Director of 1974 NYC-set Pelham thriller

Joseph Sargent, a director who won four Emmy Awards for television movies but whose best-known work was the 1974 thriller The Taking of Pelham One Two Three, which chillingly presented the gritty New York City of the 1970s, died Monday at his home in Malibu, Calif. He was 89.

His wife, Carolyn Nelson Sargent, said the cause was complications of chronic obstructive pulmonary disease.

Sargent acted on television shows such as Gunsmoke and The Twilight Zone in the 1950s and early '60s, often in uncredited parts, before he switched to directing, working on Lassie, The Man From U.N.C.L.E., Star Trek and other series. In a career that lasted almost five decades, he directed numerous made-for-TV movies and about a dozen theatrical features.

He won his first Emmy in 1973 for directing The Marcus-Nelson Murders, a TV movie written by Abby Mann. A crime drama with a strong subtext on racial bias, it starred Telly Savalas and served as the pilot for his long-running police procedural, Kojak.

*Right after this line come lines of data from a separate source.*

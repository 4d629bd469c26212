//! Learning hub: shared resources, votes and the AI helpers
//!
//! The AI helpers never fail the request; an unconfigured or unreachable
//! AI service yields the client's fallback payload.

use serde::{Deserialize, Serialize};
use tracing::{info, instrument};
use uuid::Uuid;

use connect_ai::{AiClient, LearningPath, ResumeAnalysis};
use connect_auth::Caller;
use connect_model::{ConnectResult, LearningResource, ResourceLevel, Validator, Vote};
use connect_rbac::{Action, ResourceType};
use connect_store::Store;

use crate::access::authorize;

#[derive(Debug, Clone, Default, Deserialize)]
#[serde(default)]
pub struct ResourceListParams {
    pub skill: Option<String>,
}

#[derive(Debug, Clone, Default, Deserialize)]
#[serde(default)]
pub struct CreateResourceParams {
    pub title: String,
    pub description: Option<String>,
    pub url: String,
    pub level: Option<ResourceLevel>,
    pub skills: Vec<String>,
    pub tags: Vec<String>,
}

#[derive(Debug, Clone, Default, Deserialize)]
#[serde(default)]
pub struct ParseResumeParams {
    #[serde(alias = "resumeText")]
    pub resume_text: String,
}

#[derive(Debug, Clone, Default, Deserialize)]
#[serde(default)]
pub struct LearningPathParams {
    #[serde(alias = "goalRole")]
    pub goal_role: Option<String>,
}

/// A resource with its vote tally.
#[derive(Debug, Clone, Serialize)]
pub struct ResourceView {
    #[serde(flatten)]
    pub resource: LearningResource,
    pub score: i64,
}

impl From<LearningResource> for ResourceView {
    fn from(resource: LearningResource) -> Self {
        Self {
            score: resource.score(),
            resource,
        }
    }
}

#[derive(Debug, Clone)]
pub struct LearningService {
    store: Store,
    ai: AiClient,
}

impl LearningService {
    pub fn new(store: Store, ai: AiClient) -> Self {
        Self { store, ai }
    }

    /// Resources newest first, optionally only those teaching `skill`.
    pub async fn list(&self, params: ResourceListParams) -> Vec<ResourceView> {
        let skill = params.skill.filter(|s| !s.trim().is_empty());
        self.store
            .resources
            .find(|r| skill.as_deref().map_or(true, |s| r.teaches(s)))
            .await
            .into_iter()
            .map(ResourceView::from)
            .collect()
    }

    #[instrument(skip(self, caller, params), fields(user_id = %caller.id))]
    pub async fn create(
        &self,
        caller: &Caller,
        params: CreateResourceParams,
    ) -> ConnectResult<ResourceView> {
        authorize(caller, ResourceType::LearningResource, Action::Create)?;

        let mut v = Validator::new();
        v.required("title", params.title.trim())
            .required("url", params.url.trim());
        if !params.url.trim().is_empty() {
            v.uri("url", params.url.trim());
        }
        v.finish()?;

        let mut resource = LearningResource::new(params.title, params.url)
            .with_level(params.level.unwrap_or_default())
            .with_skills(clean_list(params.skills))
            .with_tags(clean_list(params.tags))
            .with_creator(caller.id);
        if let Some(description) = params.description.filter(|d| !d.trim().is_empty()) {
            resource = resource.with_description(description);
        }

        let resource = self.store.resources.insert(resource).await?;
        info!(resource_id = %resource.id, "Learning resource created");
        Ok(ResourceView::from(resource))
    }

    /// Record the caller's vote, replacing any opposite vote.
    pub async fn vote(&self, caller: &Caller, id: Uuid, vote: Vote) -> ConnectResult<ResourceView> {
        authorize(caller, ResourceType::LearningResource, Action::Vote)?;
        let user = caller.id;
        let resource = self
            .store
            .resources
            .update(id, move |r| {
                r.vote(user, vote);
                Ok(())
            })
            .await?;
        Ok(ResourceView::from(resource))
    }

    pub async fn parse_resume(&self, caller: &Caller, params: ParseResumeParams) -> ConnectResult<ResumeAnalysis> {
        authorize(caller, ResourceType::LearningResource, Action::Read)?;
        Ok(self.ai.parse_resume(&params.resume_text).await)
    }

    /// A path from the caller's profile skills toward `goal_role`.
    pub async fn learning_path(
        &self,
        caller: &Caller,
        params: LearningPathParams,
    ) -> ConnectResult<LearningPath> {
        authorize(caller, ResourceType::LearningResource, Action::Read)?;
        let skills = self
            .store
            .users
            .find_by_id(caller.id)
            .await
            .map(|u| u.skills)
            .unwrap_or_default();
        let goal = params.goal_role.as_deref().map(str::trim).filter(|g| !g.is_empty());
        Ok(self.ai.learning_path(&skills, goal).await)
    }
}

fn clean_list(items: Vec<String>) -> Vec<String> {
    items
        .into_iter()
        .map(|s| s.trim().to_string())
        .filter(|s| !s.is_empty())
        .collect()
}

In The Taking of Pelham One Two Three, another gritty drama set in New York with a screenplay by Peter Stone based on a novel by John Godey, Sargent conjured a straphanger's nightmare: Hijackers take over a subway train and hold its 18 passengers hostage. If their demands for $1 million are not met within an hour, they say, they will shoot a hostage every minute.

The film developed an enthusiastic following over the years and found broader favor when Quentin Tarantino cited it as an influence. A 2009 remake of Pelham, directed by Tony Scott and starring John Travolta and Denzel Washington, was less successful.